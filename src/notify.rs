//! User-facing notifications
//!
//! Fire-and-forget messages (toasts in the browser). The controller only
//! knows the `Notifier` trait; backends decide how to show them.

use serde::{Deserialize, Serialize};

/// Message severity
#[derive(Debug, Clone, Copy, PartialEq, Eq, Serialize, Deserialize)]
pub enum Severity {
    Info,
    Success,
}

impl Severity {
    pub fn as_str(&self) -> &'static str {
        match self {
            Severity::Info => "info",
            Severity::Success => "success",
        }
    }
}

/// A titled message with a short description
#[derive(Debug, Clone, PartialEq, Eq, Serialize, Deserialize)]
pub struct Notification {
    pub severity: Severity,
    pub title: String,
    pub description: String,
}

impl Notification {
    pub fn new(severity: Severity, title: impl Into<String>, description: impl Into<String>) -> Self {
        Self {
            severity,
            title: title.into(),
            description: description.into(),
        }
    }

    /// Shown when a game starts
    pub fn game_started() -> Self {
        Self::new(Severity::Info, "Use the arrow keys to move", "Score in the top goal!")
    }

    /// Shown after each goal with the updated score
    pub fn goal(score: u32) -> Self {
        Self::new(Severity::Success, "GOAL!", format!("Score: {}", score))
    }
}

/// Sink for notifications
pub trait Notifier {
    fn notify(&mut self, notification: Notification);
}

/// Writes notifications to the log
#[derive(Debug, Clone, Copy, Default)]
pub struct LogNotifier;

impl Notifier for LogNotifier {
    fn notify(&mut self, notification: Notification) {
        log::info!(
            "[{}] {}: {}",
            notification.severity.as_str(),
            notification.title,
            notification.description
        );
    }
}

/// Collects notifications in order
impl Notifier for Vec<Notification> {
    fn notify(&mut self, notification: Notification) {
        self.push(notification);
    }
}

impl<N: Notifier + ?Sized> Notifier for Box<N> {
    fn notify(&mut self, notification: Notification) {
        (**self).notify(notification);
    }
}

#[cfg(test)]
mod tests {
    use super::*;

    #[test]
    fn test_goal_message_carries_score() {
        let n = Notification::goal(3);
        assert_eq!(n.severity, Severity::Success);
        assert_eq!(n.description, "Score: 3");
    }

    #[test]
    fn test_vec_collects_in_order() {
        let mut sink: Vec<Notification> = Vec::new();
        sink.notify(Notification::game_started());
        sink.notify(Notification::goal(1));
        assert_eq!(sink.len(), 2);
        assert_eq!(sink[0].severity, Severity::Info);
        assert_eq!(sink[1].title, "GOAL!");
    }
}
//! Page visibility lifecycle
//!
//! `pagehide` fires both when the page is discarded and when it is frozen
//! into the back/forward cache. A frozen page can come back through
//! `pageshow`, so only a real unload gives up the key listeners.

/// What a `pagehide` means for the running game
#[derive(Debug, Clone, Copy, PartialEq, Eq)]
pub enum PageHide {
    /// Kept in the back/forward cache and may be shown again
    Suspend,
    /// Discarded for good
    Unload,
}

impl PageHide {
    /// Classify by `PageTransitionEvent.persisted`
    pub fn from_persisted(persisted: bool) -> Self {
        if persisted {
            PageHide::Suspend
        } else {
            PageHide::Unload
        }
    }

    /// Whether window listeners should be removed
    pub fn releases_listeners(self) -> bool {
        self == PageHide::Unload
    }
}

#[cfg(test)]
mod tests {
    use super::*;

    #[test]
    fn test_cached_page_keeps_listeners() {
        let hide = PageHide::from_persisted(true);
        assert_eq!(hide, PageHide::Suspend);
        assert!(!hide.releases_listeners());
    }

    #[test]
    fn test_unload_releases_listeners() {
        let hide = PageHide::from_persisted(false);
        assert_eq!(hide, PageHide::Unload);
        assert!(hide.releases_listeners());
    }
}
//! Game controller
//!
//! Owns the state, the held keys and the notifier, and drives exactly one
//! tick plus one draw per display refresh while running.
//!
//! ```text
//! Idle --start--> Running --pause--> Idle --start--> Running ...
//! ```
//!
//! `start` always resets score, player and ball, so starting again after a
//! pause is a restart.

use crate::notify::{Notification, Notifier};
use crate::renderer::{Surface, draw_frame};
use crate::sim::{GameEvent, GamePhase, GameState, HeldKeys, MoveKey, tick};
use crate::tuning::Tuning;

pub struct GameController<N: Notifier> {
    tuning: Tuning,
    state: GameState,
    keys: HeldKeys,
    notifier: N,
    frames_drawn: u64,
}

impl<N: Notifier> GameController<N> {
    /// Idle controller with everything on its spawn point.
    /// Out-of-range tuning values fall back to their defaults.
    pub fn new(tuning: Tuning, notifier: N) -> Self {
        let tuning = tuning.sanitized();
        let state = GameState::new(&tuning.field);
        Self {
            tuning,
            state,
            keys: HeldKeys::new(),
            notifier,
            frames_drawn: 0,
        }
    }

    /// Reset the pitch and start running
    pub fn start(&mut self) {
        let was = self.state.phase;
        self.state.reset(&self.tuning.field);
        self.state.phase = GamePhase::Running;
        self.notifier.notify(Notification::game_started());
        log::info!("Game started (was {:?})", was);
    }

    /// Stop stepping. Returns false if the game was not running.
    pub fn pause(&mut self) -> bool {
        if self.state.phase != GamePhase::Running {
            return false;
        }
        self.state.phase = GamePhase::Idle;
        log::info!(
            "Game paused at tick {} with score {}",
            self.state.time_ticks,
            self.state.score
        );
        true
    }

    /// Start when idle, pause when running
    pub fn toggle(&mut self) {
        if self.is_running() {
            self.pause();
        } else {
            self.start();
        }
    }

    /// Handle a key-down by its DOM key name.
    ///
    /// Returns true for movement keys; the caller should then suppress the
    /// browser's default action (page scrolling).
    pub fn key_down(&mut self, key: &str) -> bool {
        match MoveKey::from_key(key) {
            Some(k) => {
                self.press(k);
                true
            }
            None => false,
        }
    }

    /// Handle a key-up by its DOM key name
    pub fn key_up(&mut self, key: &str) {
        if let Some(k) = MoveKey::from_key(key) {
            self.release(k);
        }
    }

    pub fn press(&mut self, key: MoveKey) {
        if self.keys.press(key) {
            log::trace!("key down {:?}", key);
        }
    }

    pub fn release(&mut self, key: MoveKey) {
        if self.keys.release(key) {
            log::trace!("key up {:?}", key);
        }
    }

    /// One display refresh: step, forward events, draw.
    ///
    /// Does nothing while idle. A missing surface skips the draw.
    /// Returns whether another frame should be scheduled.
    pub fn frame<S: Surface + ?Sized>(&mut self, surface: Option<&mut S>) -> bool {
        if !tick(&mut self.state, &self.keys, &self.tuning) {
            return false;
        }
        self.dispatch_events();
        self.redraw(surface);
        self.is_running()
    }

    /// Draw the current state without stepping
    pub fn redraw<S: Surface + ?Sized>(&mut self, surface: Option<&mut S>) {
        match surface {
            Some(surface) => {
                draw_frame(surface, &self.state, &self.tuning);
                self.frames_drawn += 1;
            }
            None => log::trace!("no surface, skipping draw"),
        }
    }

    fn dispatch_events(&mut self) {
        for event in self.state.drain_events() {
            match event {
                GameEvent::GoalScored { score } => {
                    log::info!("Goal! score {}", score);
                    self.notifier.notify(Notification::goal(score));
                }
                GameEvent::BallKicked { vel } => {
                    log::debug!("kick at tick {}: {:?}", self.state.time_ticks, vel);
                }
            }
        }
    }

    pub fn is_running(&self) -> bool {
        self.state.phase == GamePhase::Running
    }

    pub fn phase(&self) -> GamePhase {
        self.state.phase
    }

    pub fn score(&self) -> u32 {
        self.state.score
    }

    pub fn state(&self) -> &GameState {
        &self.state
    }

    pub fn held_keys(&self) -> &HeldKeys {
        &self.keys
    }

    pub fn tuning(&self) -> &Tuning {
        &self.tuning
    }

    pub fn notifier(&self) -> &N {
        &self.notifier
    }

    /// Frames actually drawn (skipped draws are not counted)
    pub fn frames_drawn(&self) -> u64 {
        self.frames_drawn
    }
}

About this exercise: Write back every line of the material exactly as it was provided.

Reply:
filename src/notify.rs
//! User-facing notifications
//!
//! Fire-and-forget messages (toasts in the browser). The controller only
//! knows the `Notifier` trait; backends decide how to show them.

use serde::{Deserialize, Serialize};

/// Message severity
#[derive(Debug, Clone, Copy, PartialEq, Eq, Serialize, Deserialize)]
pub enum Severity {
    Info,
    Success,
}

impl Severity {
    pub fn as_str(&self) -> &'static str {
        match self {
            Severity::Info => "info",
            Severity::Success => "success",
        }
    }
}

/// A titled message with a short description
#[derive(Debug, Clone, PartialEq, Eq, Serialize, Deserialize)]
pub struct Notification {
    pub severity: Severity,
    pub title: String,
    pub description: String,
}

impl Notification {
    pub fn new(severity: Severity, title: impl Into<String>, description: impl Into<String>) -> Self {
        Self {
            severity,
            title: title.into(),
            description: description.into(),
        }
    }

    /// Shown when a game starts
    pub fn game_started() -> Self {
        Self::new(Severity::Info, "Use the arrow keys to move", "Score in the top goal!")
    }

    /// Shown after each goal with the updated score
    pub fn goal(score: u32) -> Self {
        Self::new(Severity::Success, "GOAL!", format!("Score: {}", score))
    }
}

/// Sink for notifications
pub trait Notifier {
    fn notify(&mut self, notification: Notification);
}

/// Writes notifications to the log
#[derive(Debug, Clone, Copy, Default)]
pub struct LogNotifier;

impl Notifier for LogNotifier {
    fn notify(&mut self, notification: Notification) {
        log::info!(
            "[{}] {}: {}",
            notification.severity.as_str(),
            notification.title,
            notification.description
        );
    }
}

/// Collects notifications in order
impl Notifier for Vec<Notification> {
    fn notify(&mut self, notification: Notification) {
        self.push(notification);
    }
}

impl<N: Notifier + ?Sized> Notifier for Box<N> {
    fn notify(&mut self, notification: Notification) {
        (**self).notify(notification);
    }
}

#[cfg(test)]
mod tests {
    use super::*;

    #[test]
    fn test_goal_message_carries_score() {
        let n = Notification::goal(3);
        assert_eq!(n.severity, Severity::Success);
        assert_eq!(n.description, "Score: 3");
    }

    #[test]
    fn test_vec_collects_in_order() {
        let mut sink: Vec<Notification> = Vec::new();
        sink.notify(Notification::game_started());
        sink.notify(Notification::goal(1));
        assert_eq!(sink.len(), 2);
        assert_eq!(sink[0].severity, Severity::Info);
        assert_eq!(sink[1].title, "GOAL!");
    }
}
//! Page visibility lifecycle
//!
//! `pagehide` fires both when the page is discarded and when it is frozen
//! into the back/forward cache. A frozen page can come back through
//! `pageshow`, so only a real unload gives up the key listeners.

/// What a `pagehide` means for the running game
#[derive(Debug, Clone, Copy, PartialEq, Eq)]
pub enum PageHide {
    /// Kept in the back/forward cache and may be shown again
    Suspend,
    /// Discarded for good
    Unload,
}

impl PageHide {
    /// Classify by `PageTransitionEvent.persisted`
    pub fn from_persisted(persisted: bool) -> Self {
        if persisted {
            PageHide::Suspend
        } else {
            PageHide::Unload
        }
    }

    /// Whether window listeners should be removed
    pub fn releases_listeners(self) -> bool {
        self == PageHide::Unload
    }
}

#[cfg(test)]
mod tests {
    use super::*;

    #[test]
    fn test_cached_page_keeps_listeners() {
        let hide = PageHide::from_persisted(true);
        assert_eq!(hide, PageHide::Suspend);
        assert!(!hide.releases_listeners());
    }

    #[test]
    fn test_unload_releases_listeners() {
        let hide = PageHide::from_persisted(false);
        assert_eq!(hide, PageHide::Unload);
        assert!(hide.releases_listeners());
    }
}
//! Game controller
//!
//! Owns the state, the held keys and the notifier, and drives exactly one
//! tick plus one draw per display refresh while running.
//!
//! ```text
//! Idle --start--> Running --pause--> Idle --start--> Running ...
//! ```
//!
//! `start` always resets score, player and ball, so starting again after a
//! pause is a restart.

use crate::notify::{Notification, Notifier};
use crate::renderer::{Surface, draw_frame};
use crate::sim::{GameEvent, GamePhase, GameState, HeldKeys, MoveKey, tick};
use crate::tuning::Tuning;

pub struct GameController<N: Notifier> {
    tuning: Tuning,
    state: GameState,
    keys: HeldKeys,
    notifier: N,
    frames_drawn: u64,
}

impl<N: Notifier> GameController<N> {
    /// Idle controller with everything on its spawn point.
    /// Out-of-range tuning values fall back to their defaults.
    pub fn new(tuning: Tuning, notifier: N) -> Self {
        let tuning = tuning.sanitized();
        let state = GameState::new(&tuning.field);
        Self {
            tuning,
            state,
            keys: HeldKeys::new(),
            notifier,
            frames_drawn: 0,
        }
    }

    /// Reset the pitch and start running
    pub fn start(&mut self) {
        let was = self.state.phase;
        self.state.reset(&self.tuning.field);
        self.state.phase = GamePhase::Running;
        self.notifier.notify(Notification::game_started());
        log::info!("Game started (was {:?})", was);
    }

    /// Stop stepping. Returns false if the game was not running.
    pub fn pause(&mut self) -> bool {
        if self.state.phase != GamePhase::Running {
            return false;
        }
        self.state.phase = GamePhase::Idle;
        log::info!(
            "Game paused at tick {} with score {}",
            self.state.time_ticks,
            self.state.score
        );
        true
    }

    /// Start when idle, pause when running
    pub fn toggle(&mut self) {
        if self.is_running() {
            self.pause();
        } else {
            self.start();
        }
    }

    /// Handle a key-down by its DOM key name.
    ///
    /// Returns true for movement keys; the caller should then suppress the
    /// browser's default action (page scrolling).
    pub fn key_down(&mut self, key: &str) -> bool {
        match MoveKey::from_key(key) {
            Some(k) => {
                self.press(k);
                true
            }
            None => false,
        }
    }

    /// Handle a key-up by its DOM key name
    pub fn key_up(&mut self, key: &str) {
        if let Some(k) = MoveKey::from_key(key) {
            self.release(k);
        }
    }

    pub fn press(&mut self, key: MoveKey) {
        if self.keys.press(key) {
            log::trace!("key down {:?}", key);
        }
    }

    pub fn release(&mut self, key: MoveKey) {
        if self.keys.release(key) {
            log::trace!("key up {:?}", key);
        }
    }

    /// One display refresh: step, forward events, draw.
    ///
    /// Does nothing while idle. A missing surface skips the draw.
    /// Returns whether another frame should be scheduled.
    pub fn frame<S: Surface + ?Sized>(&mut self, surface: Option<&mut S>) -> bool {
        if !tick(&mut self.state, &self.keys, &self.tuning) {
            return false;
        }
        self.dispatch_events();
        self.redraw(surface);
        self.is_running()
    }

    /// Draw the current state without stepping
    pub fn redraw<S: Surface + ?Sized>(&mut self, surface: Option<&mut S>) {
        match surface {
            Some(surface) => {
                draw_frame(surface, &self.state, &self.tuning);
                self.frames_drawn += 1;
            }
            None => log::trace!("no surface, skipping draw"),
        }
    }

    fn dispatch_events(&mut self) {
        for event in self.state.drain_events() {
            match event {
                GameEvent::GoalScored { score } => {
                    log::info!("Goal! score {}", score);
                    self.notifier.notify(Notification::goal(score));
                }
                GameEvent::BallKicked { vel } => {
                    log::debug!("kick at tick {}: {:?}", self.state.time_ticks, vel);
                }
            }
        }
    }

    pub fn is_running(&self) -> bool {
        self.state.phase == GamePhase::Running
    }

    pub fn phase(&self) -> GamePhase {
        self.state.phase
    }

    pub fn score(&self) -> u32 {
        self.state.score
    }

    pub fn state(&self) -> &GameState {
        &self.state
    }

    pub fn held_keys(&self) -> &HeldKeys {
        &self.keys
    }

    pub fn tuning(&self) -> &Tuning {
        &self.tuning
    }

    pub fn notifier(&self) -> &N {
        &self.notifier
    }

    /// Frames actually drawn (skipped draws are not counted)
    pub fn frames_drawn(&self) -> u64 {
        self.frames_drawn
    }
}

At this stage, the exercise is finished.